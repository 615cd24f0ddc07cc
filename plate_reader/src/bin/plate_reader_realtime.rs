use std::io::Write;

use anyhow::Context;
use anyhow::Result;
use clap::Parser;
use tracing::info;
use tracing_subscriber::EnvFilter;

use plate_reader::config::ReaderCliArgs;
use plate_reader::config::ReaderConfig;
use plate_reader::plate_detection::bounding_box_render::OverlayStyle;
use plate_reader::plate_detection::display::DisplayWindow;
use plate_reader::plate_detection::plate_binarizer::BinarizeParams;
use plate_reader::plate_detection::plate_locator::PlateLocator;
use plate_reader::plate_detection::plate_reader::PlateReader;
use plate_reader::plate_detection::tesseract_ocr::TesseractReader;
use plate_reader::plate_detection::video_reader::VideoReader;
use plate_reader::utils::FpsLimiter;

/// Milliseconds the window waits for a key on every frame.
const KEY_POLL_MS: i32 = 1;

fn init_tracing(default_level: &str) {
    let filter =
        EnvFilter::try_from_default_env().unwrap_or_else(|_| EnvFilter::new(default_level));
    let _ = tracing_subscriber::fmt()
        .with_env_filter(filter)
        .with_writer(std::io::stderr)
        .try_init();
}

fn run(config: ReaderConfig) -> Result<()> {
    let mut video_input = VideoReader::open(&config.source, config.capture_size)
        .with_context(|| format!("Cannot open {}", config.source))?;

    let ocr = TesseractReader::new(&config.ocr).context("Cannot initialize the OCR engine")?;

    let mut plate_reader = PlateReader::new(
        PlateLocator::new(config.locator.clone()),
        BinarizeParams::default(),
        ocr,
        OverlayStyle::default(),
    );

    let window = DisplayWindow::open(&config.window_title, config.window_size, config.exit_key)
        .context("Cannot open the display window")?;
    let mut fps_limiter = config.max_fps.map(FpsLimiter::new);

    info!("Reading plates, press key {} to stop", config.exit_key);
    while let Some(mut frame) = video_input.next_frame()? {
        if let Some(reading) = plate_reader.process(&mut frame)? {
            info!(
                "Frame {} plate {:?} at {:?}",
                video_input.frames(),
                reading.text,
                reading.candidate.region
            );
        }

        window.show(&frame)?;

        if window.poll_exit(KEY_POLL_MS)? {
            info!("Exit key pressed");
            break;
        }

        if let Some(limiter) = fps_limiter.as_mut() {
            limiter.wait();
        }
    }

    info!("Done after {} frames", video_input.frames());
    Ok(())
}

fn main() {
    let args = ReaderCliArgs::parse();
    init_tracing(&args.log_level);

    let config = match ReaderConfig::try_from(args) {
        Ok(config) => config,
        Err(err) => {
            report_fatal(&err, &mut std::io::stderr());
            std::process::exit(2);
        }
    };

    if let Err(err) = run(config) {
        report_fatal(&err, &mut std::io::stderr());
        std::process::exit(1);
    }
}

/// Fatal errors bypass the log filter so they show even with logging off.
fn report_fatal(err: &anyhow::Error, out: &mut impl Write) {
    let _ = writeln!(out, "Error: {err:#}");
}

---

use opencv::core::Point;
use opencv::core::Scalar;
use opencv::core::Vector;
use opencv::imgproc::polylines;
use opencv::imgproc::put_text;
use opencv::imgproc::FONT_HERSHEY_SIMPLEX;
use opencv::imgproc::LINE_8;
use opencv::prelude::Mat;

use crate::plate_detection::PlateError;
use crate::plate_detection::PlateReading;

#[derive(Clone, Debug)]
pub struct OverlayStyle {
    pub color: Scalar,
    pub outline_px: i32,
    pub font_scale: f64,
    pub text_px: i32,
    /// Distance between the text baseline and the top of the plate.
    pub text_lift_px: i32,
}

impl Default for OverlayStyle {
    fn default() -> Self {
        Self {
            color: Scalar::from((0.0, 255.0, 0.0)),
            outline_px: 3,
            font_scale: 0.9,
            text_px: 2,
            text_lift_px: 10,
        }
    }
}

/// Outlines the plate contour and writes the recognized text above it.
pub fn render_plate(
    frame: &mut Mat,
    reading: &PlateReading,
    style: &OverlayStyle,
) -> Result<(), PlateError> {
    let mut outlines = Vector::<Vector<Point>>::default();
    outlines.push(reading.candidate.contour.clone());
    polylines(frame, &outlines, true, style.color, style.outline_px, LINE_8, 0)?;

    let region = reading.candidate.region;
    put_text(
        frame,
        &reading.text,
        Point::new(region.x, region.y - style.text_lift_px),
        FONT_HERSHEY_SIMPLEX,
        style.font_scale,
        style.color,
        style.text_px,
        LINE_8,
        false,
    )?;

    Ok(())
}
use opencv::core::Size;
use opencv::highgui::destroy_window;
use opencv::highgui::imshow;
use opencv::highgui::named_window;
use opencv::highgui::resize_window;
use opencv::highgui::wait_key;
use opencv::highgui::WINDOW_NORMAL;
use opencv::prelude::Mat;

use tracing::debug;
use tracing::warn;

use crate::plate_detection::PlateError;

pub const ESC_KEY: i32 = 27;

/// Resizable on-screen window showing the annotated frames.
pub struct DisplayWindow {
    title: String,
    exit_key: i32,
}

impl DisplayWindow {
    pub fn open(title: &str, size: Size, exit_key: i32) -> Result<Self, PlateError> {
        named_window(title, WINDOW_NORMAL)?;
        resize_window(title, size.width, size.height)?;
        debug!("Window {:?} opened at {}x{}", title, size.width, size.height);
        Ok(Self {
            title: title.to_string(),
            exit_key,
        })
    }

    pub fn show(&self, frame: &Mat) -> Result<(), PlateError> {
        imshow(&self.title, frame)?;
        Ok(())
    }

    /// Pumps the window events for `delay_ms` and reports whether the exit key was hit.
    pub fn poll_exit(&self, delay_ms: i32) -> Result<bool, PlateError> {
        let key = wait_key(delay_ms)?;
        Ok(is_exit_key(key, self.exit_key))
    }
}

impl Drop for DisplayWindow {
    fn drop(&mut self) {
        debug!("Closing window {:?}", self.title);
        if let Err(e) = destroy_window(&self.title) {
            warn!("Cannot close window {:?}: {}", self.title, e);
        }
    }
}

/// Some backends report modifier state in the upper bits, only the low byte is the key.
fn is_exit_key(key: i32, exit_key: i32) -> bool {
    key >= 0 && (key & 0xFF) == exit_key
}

* * *

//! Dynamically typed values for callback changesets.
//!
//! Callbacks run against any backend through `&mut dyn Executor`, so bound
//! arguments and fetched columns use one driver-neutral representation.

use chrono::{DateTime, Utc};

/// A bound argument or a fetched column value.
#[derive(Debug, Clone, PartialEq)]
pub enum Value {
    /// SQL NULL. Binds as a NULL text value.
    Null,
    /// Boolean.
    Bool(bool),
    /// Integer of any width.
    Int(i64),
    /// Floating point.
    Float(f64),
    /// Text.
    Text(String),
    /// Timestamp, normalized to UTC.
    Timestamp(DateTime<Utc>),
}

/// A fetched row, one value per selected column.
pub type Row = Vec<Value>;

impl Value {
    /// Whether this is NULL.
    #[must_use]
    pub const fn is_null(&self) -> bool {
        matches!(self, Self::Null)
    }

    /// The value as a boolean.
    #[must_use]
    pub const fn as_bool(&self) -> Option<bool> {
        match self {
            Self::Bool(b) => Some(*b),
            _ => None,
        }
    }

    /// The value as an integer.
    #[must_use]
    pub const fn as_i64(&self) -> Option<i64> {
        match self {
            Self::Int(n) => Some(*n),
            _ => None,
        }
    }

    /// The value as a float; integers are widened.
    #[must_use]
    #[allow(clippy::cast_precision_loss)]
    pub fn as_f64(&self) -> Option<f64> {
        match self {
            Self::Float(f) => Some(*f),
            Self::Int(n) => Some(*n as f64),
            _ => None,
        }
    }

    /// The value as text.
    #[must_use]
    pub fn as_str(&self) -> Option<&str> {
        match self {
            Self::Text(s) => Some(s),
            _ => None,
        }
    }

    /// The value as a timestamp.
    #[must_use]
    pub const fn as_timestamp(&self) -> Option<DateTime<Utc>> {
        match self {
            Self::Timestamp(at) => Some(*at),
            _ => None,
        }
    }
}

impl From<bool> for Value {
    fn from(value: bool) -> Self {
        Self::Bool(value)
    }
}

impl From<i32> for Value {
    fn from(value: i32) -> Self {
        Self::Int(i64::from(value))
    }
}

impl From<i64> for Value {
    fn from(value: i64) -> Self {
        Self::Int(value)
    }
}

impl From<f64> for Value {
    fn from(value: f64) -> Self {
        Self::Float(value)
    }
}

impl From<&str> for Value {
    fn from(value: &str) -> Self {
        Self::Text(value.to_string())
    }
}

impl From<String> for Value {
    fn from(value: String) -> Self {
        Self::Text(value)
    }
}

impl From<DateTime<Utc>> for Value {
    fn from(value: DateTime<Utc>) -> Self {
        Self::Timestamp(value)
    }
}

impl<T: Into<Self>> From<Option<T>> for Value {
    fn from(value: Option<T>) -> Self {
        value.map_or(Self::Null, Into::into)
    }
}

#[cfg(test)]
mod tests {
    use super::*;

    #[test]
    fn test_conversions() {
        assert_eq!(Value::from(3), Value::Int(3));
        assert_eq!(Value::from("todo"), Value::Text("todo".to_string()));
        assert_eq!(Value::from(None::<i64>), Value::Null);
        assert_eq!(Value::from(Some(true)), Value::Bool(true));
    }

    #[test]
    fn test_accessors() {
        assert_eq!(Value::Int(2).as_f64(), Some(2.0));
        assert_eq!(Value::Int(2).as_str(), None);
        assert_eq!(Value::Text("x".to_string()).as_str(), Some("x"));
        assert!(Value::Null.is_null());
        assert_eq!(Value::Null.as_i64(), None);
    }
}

## WHAT IS BEING ASKED
Would you give the number of lines in this listing that include "warn"? Only the number, please.

## WRITTEN SOLUTION
2